Récit d’une vie : Léonard de Vinci, un génie universel

Récit d’une vie : Léonard de Vinci, un génie universel
Leonard de Vinci, Portrait de vieillard (Autoportrait ?) (détail), vers 1515, sanguine, 33,3 x 21,4 cm, Turin, Biblioteca Reale (Wikimedia Commons)

Léonard de Vinci, l’auteur du tableau le plus célèbre du monde apparaît comme un véritable mythe, un homme au savoir encyclopédique et à l’invention illimitée, ayant excellé dans toutes les disciplines. Il était pourtant un homme de son temps. Retour sur la carrière d’une personnalité tout à la fois exceptionnelle et appartenant pleinement à son époque.

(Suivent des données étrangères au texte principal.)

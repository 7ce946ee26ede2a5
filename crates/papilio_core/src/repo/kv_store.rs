//! Key-value storage contracts and backends.
//!
//! # Responsibility
//! - Provide raw string get/set over a durable local store.
//! - Keep SQL details inside the persistence boundary.
//! - Scope record keys to a storage namespace.
//!
//! # Invariants
//! - `set` overwrites the previous value for the same key (last write wins).
//! - SQLite stores only accept connections with migrations applied.

use crate::db::migrations::latest_version;
use crate::db::{open_db, open_db_in_memory, DbError};
use rusqlite::{params, Connection, OptionalExtension};
use std::collections::HashMap;
use std::error::Error;
use std::fmt::{Display, Formatter};
use std::path::Path;

/// Namespace used when the host does not configure one.
pub const DEFAULT_NAMESPACE: &str = "papilio";
/// Record name of the persisted task collection.
pub const TASKS_RECORD: &str = "tasks";

pub type StoreResult<T> = Result<T, StoreError>;

/// Storage backend and key errors.
#[derive(Debug)]
pub enum StoreError {
    Db(DbError),
    Serialize(serde_json::Error),
    InvalidNamespace(String),
    UninitializedConnection {
        expected_version: u32,
        actual_version: u32,
    },
}

impl Display for StoreError {
    fn fmt(&self, f: &mut Formatter<'_>) -> std::fmt::Result {
        match self {
            Self::Db(err) => write!(f, "{err}"),
            Self::Serialize(err) => write!(f, "failed to serialize record: {err}"),
            Self::InvalidNamespace(value) => write!(
                f,
                "storage namespace must be non-empty and must not contain `:`, got `{value}`"
            ),
            Self::UninitializedConnection {
                expected_version,
                actual_version,
            } => write!(
                f,
                "connection schema version {actual_version} does not match expected {expected_version}"
            ),
        }
    }
}

impl Error for StoreError {
    fn source(&self) -> Option<&(dyn Error + 'static)> {
        match self {
            Self::Db(err) => Some(err),
            Self::Serialize(err) => Some(err),
            Self::InvalidNamespace(_) | Self::UninitializedConnection { .. } => None,
        }
    }
}

impl From<DbError> for StoreError {
    fn from(value: DbError) -> Self {
        Self::Db(value)
    }
}

impl From<rusqlite::Error> for StoreError {
    fn from(value: rusqlite::Error) -> Self {
        Self::Db(DbError::Sqlite(value))
    }
}

impl From<serde_json::Error> for StoreError {
    fn from(value: serde_json::Error) -> Self {
        Self::Serialize(value)
    }
}

/// Namespaced record keys.
#[derive(Debug, Clone, PartialEq, Eq)]
pub struct StorageKeys {
    namespace: String,
}

impl StorageKeys {
    /// Validates and wraps a namespace.
    ///
    /// # Errors
    /// - `StoreError::InvalidNamespace` for blank values or values containing `:`.
    pub fn new(namespace: &str) -> StoreResult<Self> {
        let trimmed = namespace.trim();
        if trimmed.is_empty() || trimmed.contains(':') {
            return Err(StoreError::InvalidNamespace(namespace.to_string()));
        }
        Ok(Self {
            namespace: trimmed.to_string(),
        })
    }

    pub fn namespace(&self) -> &str {
        &self.namespace
    }

    pub fn record(&self, name: &str) -> String {
        format!("{}:{name}", self.namespace)
    }

    pub fn tasks(&self) -> String {
        self.record(TASKS_RECORD)
    }
}

impl Default for StorageKeys {
    fn default() -> Self {
        Self {
            namespace: DEFAULT_NAMESPACE.to_string(),
        }
    }
}

/// Raw string storage consumed by `PersistenceAdapter`.
pub trait KeyValueStore {
    fn get(&self, key: &str) -> StoreResult<Option<String>>;
    fn set(&mut self, key: &str, value: &str) -> StoreResult<()>;
}

/// SQLite-backed store over the `kv_entries` table.
pub struct SqliteKeyValueStore {
    conn: Connection,
}

impl SqliteKeyValueStore {
    /// Wraps an already-bootstrapped connection.
    ///
    /// # Errors
    /// - `UninitializedConnection` when migrations were not applied.
    pub fn try_new(conn: Connection) -> StoreResult<Self> {
        let actual_version =
            conn.query_row("PRAGMA user_version;", [], |row| row.get::<_, u32>(0))?;
        let expected_version = latest_version();
        if actual_version != expected_version {
            return Err(StoreError::UninitializedConnection {
                expected_version,
                actual_version,
            });
        }
        Ok(Self { conn })
    }

    /// Opens the database file, applying migrations first.
    pub fn open(path: impl AsRef<Path>) -> StoreResult<Self> {
        Self::try_new(open_db(path)?)
    }

    pub fn open_in_memory() -> StoreResult<Self> {
        Self::try_new(open_db_in_memory()?)
    }

    pub fn connection(&self) -> &Connection {
        &self.conn
    }
}

impl KeyValueStore for SqliteKeyValueStore {
    fn get(&self, key: &str) -> StoreResult<Option<String>> {
        let value = self
            .conn
            .query_row(
                "SELECT value FROM kv_entries WHERE key = ?1;",
                [key],
                |row| row.get::<_, String>(0),
            )
            .optional()?;
        Ok(value)
    }

    fn set(&mut self, key: &str, value: &str) -> StoreResult<()> {
        self.conn.execute(
            "INSERT INTO kv_entries (key, value, updated_at)
             VALUES (?1, ?2, (strftime('%s', 'now') * 1000))
             ON CONFLICT(key) DO UPDATE SET
                value = excluded.value,
                updated_at = excluded.updated_at;",
            params![key, value],
        )?;
        Ok(())
    }
}

/// In-process store for tests and throwaway sessions.
#[derive(Debug, Clone, Default)]
pub struct MemoryKeyValueStore {
    entries: HashMap<String, String>,
}

impl MemoryKeyValueStore {
    pub fn new() -> Self {
        Self::default()
    }

    /// Seeds one raw value, bypassing serialization.
    pub fn with_entry(mut self, key: impl Into<String>, value: impl Into<String>) -> Self {
        self.entries.insert(key.into(), value.into());
        self
    }
}

impl KeyValueStore for MemoryKeyValueStore {
    fn get(&self, key: &str) -> StoreResult<Option<String>> {
        Ok(self.entries.get(key).cloned())
    }

    fn set(&mut self, key: &str, value: &str) -> StoreResult<()> {
        self.entries.insert(key.to_string(), value.to_string());
        Ok(())
    }
}

#[cfg(test)]
mod tests {
    use super::{StorageKeys, StoreError};

    #[test]
    fn keys_are_namespaced() {
        let keys = StorageKeys::new(" wheel ").expect("namespace should be accepted");
        assert_eq!(keys.namespace(), "wheel");
        assert_eq!(keys.tasks(), "wheel:tasks");
        assert_eq!(StorageKeys::default().tasks(), "papilio:tasks");
    }

    #[test]
    fn rejects_blank_or_separator_namespace() {
        assert!(matches!(
            StorageKeys::new("   "),
            Err(StoreError::InvalidNamespace(_))
        ));
        assert!(matches!(
            StorageKeys::new("a:b"),
            Err(StoreError::InvalidNamespace(_))
        ));
    }
}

Léonard de Vinci est « l’homme le plus inlassablement curieux de l’histoire », notait l’historien de l’art Kenneth Clark. Cette curiosité insatiable constitue le fil rouge d’une existence mouvementée, vouée à explorer tous les champs du savoir. Destin paradoxal pour celui qui se qualifiait d’« uomo senza lettere », c’est-à-dire d’homme sans culture.
En effet, fils naturel d’un notaire et d’une jeune fille modeste de Vinci, Léonard n’avait reçu qu’une éducation élémentaire. Aussi ne connaissait-il pas le latin, pas plus qu’il n’avait étudié les sept arts libéraux, comme la grammaire ou la rhétorique. Il n’avait donc pas accès aux grands textes littéraires et scientifiques, généralement écrits dans la langue de Cicéron. Mais cette faiblesse devait se muer en atout pour Léonard, en l’affranchissant de l’autorité de la chose écrite pour faire de l’expérience la source de la connaissance.

L’apprentissage

De façon significative, l’artiste a signé sur un feuillet « Léonard de Vinci, disciple de l’expérience ». Dans cette nouvelle configuration cognitive, l’oeil devient l’organe essentiel : « Il est le premier à faire de la vue – et non de l’ouïe – un support privilégié pour l’acquisition et la transmission du savoir », soulignait Daniel Arasse.  Cet oeil, c’est d’abord celui de l’artiste puisque, vers le milieu des années 1460, Léonard entre en apprentissage auprès du sculpteur Andrea del Verrocchio, à Florence. Plus qu’un atelier, la bottega est une véritable petite entreprise, produisant aussi bien des tableaux que des sculptures en tous matériaux, des objets d’art, des bannières, des coffres de mariage, des armures et autres décors de théâtre.

Andrea del Verrocchio et Leonard de Vinci, Le Baptême du Christ, vers 1470-1480, huile et tempera sur panneau, 180 x 152 cm, Musée des Offices, Florence (Wikimedia Commons)

Andrea del Verrocchio et Leonard de Vinci, Le Baptême du Christ, vers 1470-1480, huile et tempera sur panneau, 180 x 152 cm, Musée des Offices, Florence (Wikimedia Commons)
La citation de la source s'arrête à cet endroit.